Western Cape emergency centres buckling under pressure

Reading Time: 2 minutes

The Western Cape Health Department says the emergency centres of its hospitals are buckling under severe pressure.

Hospitals throughout the province are seeing a sharp increase in both coronavirus (COVID-19) infections and deaths due to COVID-19 related complications as well as non-COVID trauma cases.

At least 1 000 people have died in the last two weeks in the province.

The Western Cape currently has more than 36 000 active cases, of which more than two-thirds are in the Tygerberg sub-district.

Loading...

Loading…

The department’s spokesperson, Maret Lesch, says hospitals are under pressure from trauma cases such as alcohol-related injuries and road accidents.

“Public hospitals in the Western Cape are currently under severe pressure due to a sharp increase in COVID-19 admissions and the increase in non-COVID-19 trauma cases, such as alcohol-related injuries and road accidents. Patients not requiring life-saving intervention will have a longer waiting time if visiting the hospital emergency centre and are thus advised to visit their local clinic. We urge residents to only go to the hospitals’ emergency centre for emergency and life-threatening conditions.”
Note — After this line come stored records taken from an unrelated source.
// Copyright (C) Microsoft Corporation. All rights reserved.

#![deny(clippy::unwrap_used)]
#![deny(clippy::expect_used)]
#![deny(clippy::panic)]
#![deny(clippy::manual_assert)]

//! Secret-sharing polynomials over `Z_q`.
//!
//! A guardian in a ceremony with quorum `k` samples coefficients
//! `a_0, ..., a_{k-1}`; `a_0` is its election secret. Commitments
//! `K_j = g^{a_j}` and a Schnorr proof per coefficient are published, which
//! makes every polynomial value verifiable against public data.

use serde::{Deserialize, Serialize};
use zeroize::{Zeroize, ZeroizeOnDrop};

use util::{
    algebra::{FieldElement, Group, GroupElement},
    csprng::Csprng,
};

use crate::{fixed_parameters::FixedParameters, schnorr::SchnorrProof};

/// A secret polynomial coefficient `a_j`.
#[derive(Clone, Serialize, Deserialize, Zeroize, ZeroizeOnDrop)]
pub struct SecretCoefficient(pub FieldElement);

impl std::fmt::Debug for SecretCoefficient {
    fn fmt(&self, f: &mut std::fmt::Formatter<'_>) -> std::fmt::Result {
        f.write_str("SecretCoefficient(..)")
    }
}

/// A public commitment `K_j = g^{a_j}` to a secret coefficient.
#[derive(Clone, Debug, Serialize, Deserialize, PartialEq, Eq)]
pub struct CoefficientCommitment(pub GroupElement);

/// A guardian's secret-sharing polynomial together with its public
/// commitments and per-coefficient Schnorr proofs.
#[derive(Clone, Serialize, Deserialize)]
pub struct ElectionPolynomial {
    coefficients: Vec<SecretCoefficient>,
    pub commitments: Vec<CoefficientCommitment>,
    pub proofs: Vec<SchnorrProof>,
}

impl std::fmt::Debug for ElectionPolynomial {
    fn fmt(&self, f: &mut std::fmt::Formatter<'_>) -> std::fmt::Result {
        f.debug_struct("ElectionPolynomial")
            .field("degree", &(self.coefficients.len().saturating_sub(1)))
            .field("commitments", &self.commitments)
            .finish_non_exhaustive()
    }
}

impl ElectionPolynomial {
    /// Samples a fresh polynomial of `quorum` coefficients with commitments
    /// and proofs.
    pub fn generate(
        csprng: &mut Csprng,
        fixed_parameters: &FixedParameters,
        quorum: u32,
    ) -> Self {
        let field = fixed_parameters.field();
        let group = fixed_parameters.group();

        let coefficients: Vec<SecretCoefficient> = (0..quorum)
            .map(|_| SecretCoefficient(field.random_field_elem(csprng)))
            .collect();

        let commitments: Vec<CoefficientCommitment> = coefficients
            .iter()
            .map(|coefficient| CoefficientCommitment(group.g_exp(&coefficient.0)))
            .collect();

        let proofs: Vec<SchnorrProof> = coefficients
            .iter()
            .zip(&commitments)
            .map(|(coefficient, commitment)| {
                SchnorrProof::make(csprng, fixed_parameters, &coefficient.0, &commitment.0)
            })
            .collect();

        ElectionPolynomial {
            coefficients,
            commitments,
            proofs,
        }
    }

    /// The guardian's election secret `a_0`.
    pub fn secret(&self) -> &FieldElement {
        &self.coefficients[0].0
    }

    /// The number of coefficients, i.e. the ceremony quorum.
    pub fn quorum(&self) -> usize {
        self.coefficients.len()
    }

    /// Evaluates the polynomial at `x` by Horner's method mod `q`.
    pub fn eval(&self, fixed_parameters: &FixedParameters, x: u32) -> FieldElement {
        let field = fixed_parameters.field();
        let x = FieldElement::from(x, field);

        let mut value = util::algebra::ScalarField::zero();
        for coefficient in self.coefficients.iter().rev() {
            value = value.mul(&x, field).add(&coefficient.0, field);
        }
        value
    }
}

/// Checks a claimed polynomial value against public commitments:
/// `g^value == prod_j K_j^(x^j) (mod p)`.
pub fn verify_polynomial_value(
    fixed_parameters: &FixedParameters,
    value: &FieldElement,
    x: u32,
    commitments: &[CoefficientCommitment],
) -> bool {
    let group = fixed_parameters.group();

    let lhs = group.g_exp(value);
    let rhs = commitment_product_at(fixed_parameters, x, commitments);
    lhs == rhs
}

/// Computes `prod_j K_j^(x^j) (mod p)`, the public image `g^P(x)` of a
/// polynomial value.
pub fn commitment_product_at(
    fixed_parameters: &FixedParameters,
    x: u32,
    commitments: &[CoefficientCommitment],
) -> GroupElement {
    let field = fixed_parameters.field();
    let group = fixed_parameters.group();
    let x = FieldElement::from(x, field);

    let mut x_to_j = util::algebra::ScalarField::one();
    let mut product = Group::one();
    for commitment in commitments {
        product = product.mul(&commitment.0.exp(&x_to_j, group), group);
        x_to_j = x_to_j.mul(&x, field);
    }
    product
}

#[cfg(test)]
#[allow(clippy::unwrap_used)]
mod test {
    use super::*;
    use num_bigint::BigUint;
    use util::algebra_utils::field_lagrange_at_zero;

    use crate::fixed_parameters::FixedParameters;

    fn toy_parameters() -> FixedParameters {
        FixedParameters::new_unchecked(
            BigUint::from(59183_u32),
            BigUint::from(127_u8),
            BigUint::from(32616_u32),
            BigUint::from(466_u32),
        )
    }

    #[test]
    fn test_generate_commitments_and_proofs() {
        let fixed_parameters = toy_parameters();
        let mut csprng = Csprng::new(b"test polynomial generate");

        let polynomial = ElectionPolynomial::generate(&mut csprng, &fixed_parameters, 3);
        assert_eq!(polynomial.quorum(), 3);
        assert_eq!(polynomial.commitments.len(), 3);
        assert_eq!(polynomial.proofs.len(), 3);

        for proof in &polynomial.proofs {
            assert!(proof.verify(&fixed_parameters));
        }
        assert_eq!(
            polynomial.commitments[0].0,
            fixed_parameters.group().g_exp(polynomial.secret())
        );
    }

    #[test]
    fn test_eval_matches_commitments() {
        let fixed_parameters = toy_parameters();
        let mut csprng = Csprng::new(b"test polynomial eval");

        let polynomial = ElectionPolynomial::generate(&mut csprng, &fixed_parameters, 3);

        for x in 1..=5_u32 {
            let value = polynomial.eval(&fixed_parameters, x);
            assert!(verify_polynomial_value(
                &fixed_parameters,
                &value,
                x,
                &polynomial.commitments
            ));

            // A wrong value is rejected.
            let wrong = value.add(&util::algebra::ScalarField::one(), fixed_parameters.field());
            assert!(!verify_polynomial_value(
                &fixed_parameters,
                &wrong,
                x,
                &polynomial.commitments
            ));
        }
    }

    #[test]
    fn test_lagrange_recovers_secret() {
        let fixed_parameters = toy_parameters();
        let field = fixed_parameters.field();
        let mut csprng = Csprng::new(b"test polynomial lagrange");

        let polynomial = ElectionPolynomial::generate(&mut csprng, &fixed_parameters, 3);

        // Any 3 distinct points of a degree-2 polynomial recover P(0).
        let xs: Vec<FieldElement> = [2_u32, 4, 5]
            .iter()
            .map(|&x| FieldElement::from(x, field))
            .collect();
        let ys: Vec<FieldElement> = [2_u32, 4, 5]
            .iter()
            .map(|&x| polynomial.eval(&fixed_parameters, x))
            .collect();

        assert_eq!(
            field_lagrange_at_zero(&xs, &ys, field).unwrap(),
            *polynomial.secret()
        );
    }
}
Western Cape healthcare system under pressure:

Radical intervention

On Tuesday, authorities said a radical intervention was necessary to protect both the private and public healthcare systems amid an increase in infections of healthcare workers and hospitals fast running out of critical care beds.

Head of the Western Cape Health Department, Dr Keith Cloete, said more than 700 healthcare workers have been infected – while five of them have succumbed to the pandemic in the past two weeks.

Premier Alan Winde expressed concern over the growing numbers.

“We need to ensure that we wear our masks. We need to ensure that we wear our masks properly, not only under the chin as a chin warmer. We need to ensure that if we are outdoor, we keep our functions small. If we keep them outdoors we minimise risk. We all have to play our part now more than ever before.”

Western Cape Minister for Health, Nomafrench Mbombo, said the risk of further infections is still high.

“So, we must think about healthcare workers first. We will be asking for volunteers to assist so that’s why we are saying to you that, in as much as this is the issue of social distancing, physical distancing and protecting the economy is always been there, but we never have been competing in that space.”